The content of this paper does not reflect the official opinion of EDF. Responsibility for the information and views expressed in the article lies entirely with the author. I warmly thank Pierre Scolan of EDF R&D, Olivier Thiery of Olivier Thiery Conseil and Régis Suteau and his team at Ipsos who contributed to sociological fieldwork on the PeakHeating Programme. I also want to specially thank my colleagues at EDF R&D with whom I worked on this programme, and especially Philippe Charpentier and Isabelle Debost who shared their knowledge with me and were interested in mine. This paper has been unusually long in the making – I more than gratefully thank those who have given feedback and advices on various stages of this paper – Celia Lury, Noortje Marres, two anonymous reviewers, Thomas Berker, Elizabeth Shove, Gordon Walker, Peter Karnoe and of course and foremost: Fabian Muniesa.

Disclosure statement

No potential conflict of interest was reported by the author.

Notes on contributor

Catherine Grandclément is a researcher at EDF R&D. Her research combines elements of science and technology studies and economic sociology to examine the constitution of people as consumers in the energy sector.

ORCID

Catherine Grandclément http://orcid.org/0000-0003-0287-4425

Notes

1 I choose not to use the corporate name of the company in order not to ‘personalize’ it and the stories recounted here. Elements of the organization that feature in my empirical material as points of origins of decisions and actions aren't isoperimetric with the company: they don't represent the totality of what the company is, they are only a part of it.

2 ‘End-users’ is the most neutral term I have found in lieu of the vernacular words of consumers and customers which have replaced that of the ‘subscriber’ in the post-liberalization era of competition in the electricity sector.

3 Part of the empirical material on which this paper relies was also exposed in (Escoffier et al.
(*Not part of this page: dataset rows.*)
use serde_json::json;

use crate::auth::{generate_jwt, Claims};
use crate::cli::OutputFormat;

/// Mint a development token for a subject using the configured secret.
pub fn handle(sub: String, output_format: OutputFormat) -> anyhow::Result<()> {
    let token = generate_jwt(Claims::new(sub.clone()))?;

    match output_format {
        OutputFormat::Json => println!("{}", json!({ "sub": sub, "token": token })),
        OutputFormat::Text => println!("{}", token),
    }
    Ok(())
}
#![allow(dead_code)] // each test binary uses a different slice of the fixtures

//! In-memory `AuthzStore` plus fixture builders for exercising the
//! evaluator without a live database. The store keeps the raw RBAC
//! relations and performs the user -> roles -> permissions join on load,
//! the same shape the Postgres store produces.

use async_trait::async_trait;
use std::collections::{HashMap, HashSet};
use std::sync::Mutex;
use uuid::Uuid;

use arbiter_authz::authz::{
    Action, AuthzError, AuthzStore, GrantedPermission, ObjectRecord, ObjectType, PolicySnapshot,
    UserRecord,
};

#[derive(Debug, Clone)]
pub struct PermissionRow {
    pub id: Uuid,
    pub organization_id: Uuid,
    pub action: Action,
    pub object_type: ObjectType,
    pub applies_to_all: bool,
}

#[derive(Debug, Default)]
struct Relations {
    users: Vec<UserRecord>,
    objects: Vec<ObjectRecord>,
    permissions: Vec<PermissionRow>,
    user_roles: Vec<(Uuid, Uuid)>,
    role_permissions: Vec<(Uuid, Uuid)>,
    permission_objects: Vec<(Uuid, Uuid)>,
}

#[derive(Debug, Default)]
pub struct MemoryAuthzStore {
    relations: Mutex<Relations>,
}

#[async_trait]
impl AuthzStore for MemoryAuthzStore {
    async fn load_snapshot(&self, auth0_id: &str) -> Result<Option<PolicySnapshot>, AuthzError> {
        let rel = self.relations.lock().unwrap();

        let Some(user) = rel.users.iter().find(|u| u.auth0_id == auth0_id).cloned() else {
            return Ok(None);
        };

        let role_ids: HashSet<Uuid> = rel
            .user_roles
            .iter()
            .filter(|(user_id, _)| *user_id == user.id)
            .map(|(_, role_id)| *role_id)
            .collect();

        let permission_ids: HashSet<Uuid> = rel
            .role_permissions
            .iter()
            .filter(|(role_id, _)| role_ids.contains(role_id))
            .map(|(_, permission_id)| *permission_id)
            .collect();

        let mut object_sets: HashMap<Uuid, HashSet<Uuid>> = HashMap::new();
        for (permission_id, object_id) in &rel.permission_objects {
            if permission_ids.contains(permission_id) {
                object_sets.entry(*permission_id).or_default().insert(*object_id);
            }
        }

        let permissions = rel
            .permissions
            .iter()
            .filter(|perm| permission_ids.contains(&perm.id))
            .map(|perm| GrantedPermission {
                id: perm.id,
                organization_id: perm.organization_id,
                action: perm.action,
                object_type: perm.object_type,
                applies_to_all: perm.applies_to_all,
                object_ids: object_sets.remove(&perm.id).unwrap_or_default(),
            })
            .collect();

        Ok(Some(PolicySnapshot { user, permissions }))
    }

    async fn find_object(&self, object_id: Uuid) -> Result<Option<ObjectRecord>, AuthzError> {
        let rel = self.relations.lock().unwrap();
        Ok(rel.objects.iter().find(|o| o.id == object_id).cloned())
    }

    async fn list_objects(
        &self,
        organization_id: Uuid,
        object_type: ObjectType,
    ) -> Result<Vec<ObjectRecord>, AuthzError> {
        let rel = self.relations.lock().unwrap();
        Ok(rel
            .objects
            .iter()
            .filter(|o| o.organization_id == organization_id && o.object_type == object_type)
            .cloned()
            .collect())
    }
}

impl MemoryAuthzStore {
    pub fn new() -> Self {
        Self::default()
    }

    pub fn new_organization(&self) -> Uuid {
        Uuid::new_v4()
    }

    pub fn new_user(&self, org: Uuid) -> (Uuid, String) {
        let mut rel = self.relations.lock().unwrap();
        let id = Uuid::new_v4();
        let auth0_id = format!("auth0|{}", id.simple());
        rel.users.push(UserRecord {
            id,
            auth0_id: auth0_id.clone(),
            organization_id: org,
        });
        // users are addressable objects too
        rel.objects.push(ObjectRecord {
            id,
            object_type: ObjectType::Users,
            organization_id: org,
        });
        (id, auth0_id)
    }

    /// Roles are plain ids here; the join tables give them meaning.
    pub fn new_role(&self, org: Uuid) -> Uuid {
        let mut rel = self.relations.lock().unwrap();
        let id = Uuid::new_v4();
        rel.objects.push(ObjectRecord {
            id,
            object_type: ObjectType::Roles,
            organization_id: org,
        });
        id
    }

    pub fn new_permission(
        &self,
        org: Uuid,
        action: Action,
        object_type: ObjectType,
        applies_to_all: bool,
    ) -> Uuid {
        let mut rel = self.relations.lock().unwrap();
        let id = Uuid::new_v4();
        rel.permissions.push(PermissionRow {
            id,
            organization_id: org,
            action,
            object_type,
            applies_to_all,
        });
        rel.objects.push(ObjectRecord {
            id,
            object_type: ObjectType::Permissions,
            organization_id: org,
        });
        id
    }

    pub fn new_object(&self, org: Uuid, object_type: ObjectType) -> Uuid {
        let mut rel = self.relations.lock().unwrap();
        let id = Uuid::new_v4();
        rel.objects.push(ObjectRecord {
            id,
            object_type,
            organization_id: org,
        });
        id
    }

    pub fn assign_role(&self, user_id: Uuid, role_id: Uuid) {
        let mut rel = self.relations.lock().unwrap();
        rel.user_roles.push((user_id, role_id));
    }

    pub fn grant(&self, role_id: Uuid, permission_id: Uuid) {
        let mut rel = self.relations.lock().unwrap();
        rel.role_permissions.push((role_id, permission_id));
    }

    pub fn map_object(&self, permission_id: Uuid, object_id: Uuid) {
        let mut rel = self.relations.lock().unwrap();
        rel.permission_objects.push((permission_id, object_id));
    }

    pub fn objects_of_type(&self, org: Uuid, object_type: ObjectType) -> Vec<Uuid> {
        let rel = self.relations.lock().unwrap();
        rel.objects
            .iter()
            .filter(|o| o.organization_id == org && o.object_type == object_type)
            .map(|o| o.id)
            .collect()
    }
}

/// One user in one organization with a single role carrying a single
/// permission, the smallest useful scenario.
pub struct UserRoles {
    pub org: Uuid,
    pub user_id: Uuid,
    pub auth0_id: String,
    pub role_id: Uuid,
    pub permission_id: Uuid,
}

pub fn make_user_roles(
    store: &MemoryAuthzStore,
    action: Action,
    object_type: ObjectType,
    applies_to_all: bool,
) -> UserRoles {
    let org = store.new_organization();
    let (user_id, auth0_id) = store.new_user(org);
    let role_id = store.new_role(org);
    store.assign_role(user_id, role_id);
    let permission_id = store.new_permission(org, action, object_type, applies_to_all);
    store.grant(role_id, permission_id);
    UserRoles {
        org,
        user_id,
        auth0_id,
        role_id,
        permission_id,
    }
}

/// A fuller scenario: a user with two roles, one granting read on two
/// specific observations, the other granting create and read over all
/// forecasts; plus a site and unrelated objects in the same organization.
pub struct TestPermissions {
    pub user_id: Uuid,
    pub auth0_id: String,
    pub roles: [Uuid; 2],
    pub observations: [Uuid; 2],
    pub forecasts: [Uuid; 1],
    pub sites: [Uuid; 1],
}

pub fn make_test_permissions(store: &MemoryAuthzStore, org: Uuid) -> TestPermissions {
    let (user_id, auth0_id) = store.new_user(org);

    let role0 = store.new_role(org);
    let perm0 = store.new_permission(org, Action::Read, ObjectType::Observations, false);
    let obs0 = store.new_object(org, ObjectType::Observations);
    let obs1 = store.new_object(org, ObjectType::Observations);
    store.map_object(perm0, obs0);
    store.map_object(perm0, obs1);

    let role1 = store.new_role(org);
    let perm1 = store.new_permission(org, Action::Create, ObjectType::Forecasts, true);
    let perm2 = store.new_permission(org, Action::Read, ObjectType::Forecasts, true);

    store.assign_role(user_id, role0);
    store.assign_role(user_id, role1);
    store.grant(role0, perm0);
    store.grant(role1, perm1);
    store.grant(role1, perm2);

    let forecast = store.new_object(org, ObjectType::Forecasts);
    let site = store.new_object(org, ObjectType::Sites);

    TestPermissions {
        user_id,
        auth0_id,
        roles: [role0, role1],
        observations: [obs0, obs1],
        forecasts: [forecast],
        sites: [site],
    }
}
Citation2015).

4 The grid in Brittany is notably weak and is called in electric engineers’ parlance an ‘electric peninsula’ because the grid is not ‘interconnected’. The shape of the grid there is that of a tree and not of a web, meaning that the current has only one path to reach its destination making the congestion stake all the more crucial. An ‘electric peninsula’ presents much higher risks of not attaining the all-important goal of ensuring the constant flow of electricity, the always-here, always-on quality of electricity that users take for granted and that is the absolute standard of value of good management of the electricity system. Contrarily to a web-shaped grid, a tree-shaped grid is one-way only, meaning that any default effectively cuts electricity supply downstream of the line.

5 While securing the participation of householders in smart grid demonstration projects is usually difficult, it turned out that the PeakHeating Programme attracted more households than expected. Its local dimension in a place with a strong regional identity and the trustworthiness, public service and technological excellence and the image of the company contributed to this unusual achievement.